As part of her closing argument, Chambers' trial counsel (attorney Ann Bowe) stated that because "whoever shot [Kyle Weary]" did so "at night, in the dark, in the rain, a distance away," the jury "should consider" second-degree reckless homicide. She concluded the closing argument by insisting that because there was reasonable doubt based on the evidence, the jury "should find [Chambers] not guilty...."
(The jury convicted Chambers on both counts. – WJI)
On December 12, 2018, Chambers filed his motion seeking postconviction relief. In this motion, he claimed that his trial counsel conceded his guilt against his expressed intent to maintain absolute innocence, contrary to the new rule the United States Supreme Court announced in McCoy (v. Louisiana). Specifically, Chambers argued that when his trial counsel stated that the jury "should consider" second-degree reckless homicide, it was a concession of his guilt on the lesser-included offense. Because this error is structural, Chambers asserted that he must receive a new trial to remedy the error. The circuit court denied Chambers' postconviction motion, holding that Chambers' trial counsel never conceded his guilt at trial....

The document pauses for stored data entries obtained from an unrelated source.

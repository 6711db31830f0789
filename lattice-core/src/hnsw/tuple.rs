//! On-page record layouts for graph nodes.
//!
//! Every node is stored as two slotted-page items: an element tuple (level,
//! vector, duplicate row references) and a neighbor tuple (per-level adjacency).
//! Both are addressed by [`TupleId`], never by pointer.
//!
//! # Layout Invariants
//!
//! - A neighbor tuple's capacity is `m * (level + 1)` slots and never changes
//! - Level `l` occupies slots `(level - l) * m .. (level - l + 1) * m`
//! - Empty neighbor slots hold `TupleId::INVALID`

use crate::page::{INVALID_PAGE, INVALID_SLOT, PageId, SlotId, align8};

/// Row reference type (external row identifier)
pub type RowRef = u64;

/// Sentinel for an empty row reference slot
pub const INVALID_ROW_REF: RowRef = RowRef::MAX;

/// Duplicate row references an element can hold
pub const HEAP_REFS: usize = 10;

/// Item kind tag of an element tuple
pub const ELEMENT_KIND: u8 = 1;

/// Item kind tag of a neighbor tuple
pub const NEIGHBOR_KIND: u8 = 2;

/// Fixed part of an element tuple
pub const ELEMENT_HEADER_SIZE: usize = 16 + HEAP_REFS * 8;

/// Fixed part of a neighbor tuple
pub const NEIGHBOR_HEADER_SIZE: usize = 8;

/// Encoded size of one neighbor slot
pub const NEIGHBOR_SLOT_SIZE: usize = 12;

/// Address of a tuple: page plus line pointer.
#[derive(Debug, Clone, Copy, PartialEq, Eq, Hash, PartialOrd, Ord)]
pub struct TupleId {
    /// Page holding the tuple
    pub page: PageId,
    /// Line pointer on that page
    pub slot: SlotId,
}

impl TupleId {
    /// Address that names no tuple
    pub const INVALID: Self = Self { page: INVALID_PAGE, slot: INVALID_SLOT };

    /// Create a tuple address
    #[must_use]
    pub const fn new(page: PageId, slot: SlotId) -> Self {
        Self { page, slot }
    }

    /// True unless this is `TupleId::INVALID`
    #[must_use]
    pub const fn is_valid(&self) -> bool {
        self.page != INVALID_PAGE
    }
}

impl std::fmt::Display for TupleId {
    fn fmt(&self, f: &mut std::fmt::Formatter<'_>) -> std::fmt::Result {
        write!(f, "({},{})", self.page, self.slot)
    }
}

/// Stored size of an element tuple, aligned as it sits on a page.
#[must_use]
pub const fn element_tuple_size(dims: usize) -> usize {
    align8(ELEMENT_HEADER_SIZE + dims * 4)
}

/// Stored size of a neighbor tuple for a node of `level`, aligned.
#[must_use]
pub const fn neighbor_tuple_size(level: u8, m: u16) -> usize {
    align8(NEIGHBOR_HEADER_SIZE + neighbor_capacity(level, m) * NEIGHBOR_SLOT_SIZE)
}

/// Neighbor slots reserved for a node of `level`
#[must_use]
pub const fn neighbor_capacity(level: u8, m: u16) -> usize {
    m as usize * (level as usize + 1)
}

/// Flat slot index of position `index` at `level` in the list of a node whose
/// top level is `owner_level`.
///
/// Returns `None` when `level` is above the owner or `index` is not a valid
/// position within one level. The result still has to be checked against the
/// capacity of the stored tuple.
#[must_use]
pub fn neighbor_slot_index(owner_level: u8, level: u8, index: usize, m: u16) -> Option<usize> {
    let depth = owner_level.checked_sub(level)?;
    if index >= m as usize {
        return None;
    }
    Some(depth as usize * m as usize + index)
}

/// Kind tag of an encoded tuple
#[must_use]
pub fn tuple_kind(item: &[u8]) -> Option<u8> {
    item.first().copied()
}

fn read_u16(b: &[u8], at: usize) -> u16 {
    u16::from_le_bytes([b[at], b[at + 1]])
}

fn read_u32(b: &[u8], at: usize) -> u32 {
    u32::from_le_bytes([b[at], b[at + 1], b[at + 2], b[at + 3]])
}

fn read_u64(b: &[u8], at: usize) -> u64 {
    let mut buf = [0u8; 8];
    buf.copy_from_slice(&b[at..at + 8]);
    u64::from_le_bytes(buf)
}

/// Graph node payload.
///
/// # Layout
///
/// ```text
/// Offset  Size  Field
/// ------  ----  -----
/// 0       1     kind (ELEMENT_KIND)
/// 1       1     level
/// 2       1     deleted (0/1)
/// 3       1     reserved
/// 4       2     neighbor tuple slot
/// 6       2     reserved
/// 8       4     neighbor tuple page
/// 12      4     dimensions
/// 16      80    row references [u64; HEAP_REFS]
/// 96      4*d   vector (f32, little endian)
/// ```
#[derive(Debug, Clone, PartialEq)]
pub struct ElementTuple {
    /// Top graph level of the node
    pub level: u8,

    /// Set by vacuum; the slots may be reused
    pub deleted: bool,

    /// Rows sharing this vector; unused entries are `INVALID_ROW_REF`
    pub rows: [RowRef; HEAP_REFS],

    /// Back-pointer to this node's neighbor tuple
    pub neighbors: TupleId,

    /// Vector payload
    pub vector: Vec<f32>,
}

impl ElementTuple {
    /// Create a live element holding one row reference
    #[must_use]
    pub fn new(level: u8, row: RowRef, vector: &[f32]) -> Self {
        let mut rows = [INVALID_ROW_REF; HEAP_REFS];
        rows[0] = row;
        Self { level, deleted: false, rows, neighbors: TupleId::INVALID, vector: vector.to_vec() }
    }

    /// Row references in use, in insertion order
    pub fn row_refs(&self) -> impl Iterator<Item = RowRef> + '_ {
        self.rows.iter().copied().take_while(|&r| r != INVALID_ROW_REF)
    }

    /// Encode the tuple (unaligned length)
    #[must_use]
    pub fn to_bytes(&self) -> Vec<u8> {
        let mut out = vec![0u8; ELEMENT_HEADER_SIZE + self.vector.len() * 4];
        out[0] = ELEMENT_KIND;
        out[1] = self.level;
        out[2] = u8::from(self.deleted);
        out[4..6].copy_from_slice(&self.neighbors.slot.to_le_bytes());
        out[8..12].copy_from_slice(&self.neighbors.page.to_le_bytes());
        out[12..16].copy_from_slice(&(self.vector.len() as u32).to_le_bytes());
        for (i, row) in self.rows.iter().enumerate() {
            let at = 16 + i * 8;
            out[at..at + 8].copy_from_slice(&row.to_le_bytes());
        }
        for (i, value) in self.vector.iter().enumerate() {
            let at = ELEMENT_HEADER_SIZE + i * 4;
            out[at..at + 4].copy_from_slice(&value.to_le_bytes());
        }
        out
    }

    /// Decode an element tuple
    ///
    /// # Errors
    ///
    /// Returns an error if:
    /// - The item is not tagged as an element
    /// - The item is shorter than its declared vector
    pub fn from_bytes(bytes: &[u8]) -> Result<Self, &'static str> {
        if bytes.len() < ELEMENT_HEADER_SIZE {
            return Err("Buffer too small for element tuple");
        }
        if bytes[0] != ELEMENT_KIND {
            return Err("Item is not an element tuple");
        }

        let dims = read_u32(bytes, 12) as usize;
        if bytes.len() < ELEMENT_HEADER_SIZE + dims * 4 {
            return Err("Element tuple truncated before end of vector");
        }

        let mut rows = [INVALID_ROW_REF; HEAP_REFS];
        for (i, row) in rows.iter_mut().enumerate() {
            *row = read_u64(bytes, 16 + i * 8);
        }

        let vector = bytes[ELEMENT_HEADER_SIZE..ELEMENT_HEADER_SIZE + dims * 4]
            .chunks_exact(4)
            .map(|c| f32::from_le_bytes([c[0], c[1], c[2], c[3]]))
            .collect();

        Ok(Self {
            level: bytes[1],
            deleted: bytes[2] != 0,
            rows,
            neighbors: TupleId::new(read_u32(bytes, 8), read_u16(bytes, 4)),
            vector,
        })
    }
}

/// Deleted flag of an encoded element, without decoding the vector
#[must_use]
pub fn element_is_deleted(item: &[u8]) -> bool {
    item.len() >= ELEMENT_HEADER_SIZE && item[0] == ELEMENT_KIND && item[2] != 0
}

/// Neighbor back-pointer of an encoded element
#[must_use]
pub fn element_neighbor_tid(item: &[u8]) -> Option<TupleId> {
    (item.len() >= ELEMENT_HEADER_SIZE && item[0] == ELEMENT_KIND)
        .then(|| TupleId::new(read_u32(item, 8), read_u16(item, 4)))
}

/// Level of an encoded element
#[must_use]
pub fn element_level(item: &[u8]) -> Option<u8> {
    (item.len() >= ELEMENT_HEADER_SIZE && item[0] == ELEMENT_KIND).then(|| item[1])
}

/// One adjacency entry.
#[derive(Debug, Clone, Copy, PartialEq)]
pub struct NeighborSlot {
    /// Element the edge points at
    pub element: TupleId,
    /// Cached distance to it
    pub distance: f32,
}

impl NeighborSlot {
    /// Unused slot
    pub const EMPTY: Self = Self { element: TupleId::INVALID, distance: 0.0 };

    /// Create an edge entry
    #[must_use]
    pub const fn new(element: TupleId, distance: f32) -> Self {
        Self { element, distance }
    }

    /// True for an unused slot
    #[must_use]
    pub const fn is_empty(&self) -> bool {
        !self.element.is_valid()
    }

    fn write_to(&self, out: &mut [u8]) {
        out[0..4].copy_from_slice(&self.element.page.to_le_bytes());
        out[4..6].copy_from_slice(&self.element.slot.to_le_bytes());
        out[6..8].fill(0);
        out[8..12].copy_from_slice(&self.distance.to_le_bytes());
    }

    fn read_from(bytes: &[u8]) -> Self {
        Self {
            element: TupleId::new(read_u32(bytes, 0), read_u16(bytes, 4)),
            distance: f32::from_le_bytes([bytes[8], bytes[9], bytes[10], bytes[11]]),
        }
    }
}

/// Per-level adjacency list of one node.
///
/// # Layout
///
/// ```text
/// Offset  Size  Field
/// ------  ----  -----
/// 0       1     kind (NEIGHBOR_KIND)
/// 1       1     reserved
/// 2       2     slot count
/// 4       4     reserved
/// 8       12*n  slots (page u32, slot u16, pad u16, distance f32)
/// ```
#[derive(Debug, Clone, PartialEq)]
pub struct NeighborTuple {
    slots: Vec<NeighborSlot>,
}

impl NeighborTuple {
    /// Empty list sized for a node of `level`
    #[must_use]
    pub fn empty(level: u8, m: u16) -> Self {
        Self { slots: vec![NeighborSlot::EMPTY; neighbor_capacity(level, m)] }
    }

    /// List for a new node from its per-level neighbors (index 0 = level 0)
    ///
    /// Levels above `level` and entries past `m` per level are ignored.
    #[must_use]
    pub fn for_node(level: u8, m: u16, neighbors: &[Vec<NeighborSlot>]) -> Self {
        let mut tuple = Self::empty(level, m);
        for (lc, list) in neighbors.iter().enumerate().take(level as usize + 1) {
            let base = (level as usize - lc) * m as usize;
            for (i, slot) in list.iter().take(m as usize).enumerate() {
                tuple.slots[base + i] = *slot;
            }
        }
        tuple
    }

    /// Number of slots
    #[must_use]
    pub fn capacity(&self) -> usize {
        self.slots.len()
    }

    /// All slots, empty ones included
    #[must_use]
    pub fn slots(&self) -> &[NeighborSlot] {
        &self.slots
    }

    /// Occupied slots of one level for an owner of `owner_level`
    #[must_use]
    pub fn level_neighbors(&self, owner_level: u8, level: u8, m: u16) -> Vec<NeighborSlot> {
        let Some(start) = neighbor_slot_index(owner_level, level, 0, m) else {
            return Vec::new();
        };
        self.slots
            .iter()
            .skip(start)
            .take(m as usize)
            .filter(|s| !s.is_empty())
            .copied()
            .collect()
    }

    /// Encode the tuple
    #[must_use]
    pub fn to_bytes(&self) -> Vec<u8> {
        let mut out = vec![0u8; NEIGHBOR_HEADER_SIZE + self.slots.len() * NEIGHBOR_SLOT_SIZE];
        out[0] = NEIGHBOR_KIND;
        out[2..4].copy_from_slice(&(self.slots.len() as u16).to_le_bytes());
        for (i, slot) in self.slots.iter().enumerate() {
            let at = NEIGHBOR_HEADER_SIZE + i * NEIGHBOR_SLOT_SIZE;
            slot.write_to(&mut out[at..at + NEIGHBOR_SLOT_SIZE]);
        }
        out
    }

    /// Decode a neighbor tuple
    ///
    /// # Errors
    ///
    /// Returns an error if the item is not a neighbor tuple or its slot count
    /// exceeds what its length can hold.
    pub fn from_bytes(bytes: &[u8]) -> Result<Self, &'static str> {
        let capacity = Self::capacity_of(bytes).ok_or("Item is not a neighbor tuple")?;
        let slots = bytes[NEIGHBOR_HEADER_SIZE..]
            .chunks_exact(NEIGHBOR_SLOT_SIZE)
            .take(capacity)
            .map(NeighborSlot::read_from)
            .collect();
        Ok(Self { slots })
    }

    /// Capacity of an encoded neighbor tuple, derived from its byte length
    #[must_use]
    pub fn capacity_of(bytes: &[u8]) -> Option<usize> {
        if bytes.len() < NEIGHBOR_HEADER_SIZE || bytes[0] != NEIGHBOR_KIND {
            return None;
        }
        let by_len = (bytes.len() - NEIGHBOR_HEADER_SIZE) / NEIGHBOR_SLOT_SIZE;
        let declared = read_u16(bytes, 2) as usize;
        Some(declared.min(by_len))
    }

    /// Overwrite slot `index` of an encoded tuple in place
    ///
    /// Returns false, leaving the bytes untouched, if the index is outside the
    /// tuple's capacity.
    pub fn write_slot(bytes: &mut [u8], index: usize, slot: NeighborSlot) -> bool {
        match Self::capacity_of(bytes) {
            Some(capacity) if index < capacity => {
                let at = NEIGHBOR_HEADER_SIZE + index * NEIGHBOR_SLOT_SIZE;
                slot.write_to(&mut bytes[at..at + NEIGHBOR_SLOT_SIZE]);
                true
            }
            _ => false,
        }
    }
}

(In McCoy), the United States Supreme Court addressed the question of "whether it is unconstitutional to allow defense counsel to concede guilt over the defendant's intransigent and unambiguous objection." The Court held that "[a]utonomy to decide that the objective of the defense is to assert innocence" belongs in the category of decisions reserved for the defendant alone. A lawyer violates that autonomy "[w]hen a client expressly asserts that the objective of 'his defence' is to maintain innocence of the charged criminal acts" and the lawyer acts contrary to that objective....
We have all of Chamber's trial counsel's closing argument, which when read in its entirety (as the jury would have heard it), unquestionably shows that Chambers' trial counsel never conceded his guilt. Immediately preceding the statements that Chambers believes show the concession, his trial counsel made the following statement:...
She...concluded the argument asserting Chambers' absolute innocence, stating the following: That's what he said at the beginning. Not guilty. Denied each and every element of the crime.
In this case, there is information that if believed, if it is found to be credible, reliable evidence might support the fact that Decarlos Chambers was the shooter. But that's the problem. It might support it.
And this is not a civil case where you think about who's got a little better story than the other side and balance it out. And I'm balancing my hands like the scales of justice. That's where that comes from.
In this case, you know, this is a homicide case. There are serious consequences to Mr. Chambers. This is a case where there has to be confidence beyond a reasonable doubt before there should be a conviction.
And because of the problems that I've pointed out that you all know, you all sat there and listened, had notebooks. I’m sure you'll go back there and think of some things that I [didn't] think about that are inconsistent, that don't add up, that are contradictions, that lead you to what I think is a reasonable conclusion that there's not sufficient evidence beyond a reasonable doubt to convict Decarlos Chambers.
I think that you should find him not guilty.
These statements demonstrate that Chambers' trial counsel never abandoned his position of absolute innocence. She continued to advocate Chambers' absolute innocence both before and after she told the jury to "consider" second-degree reckless homicide.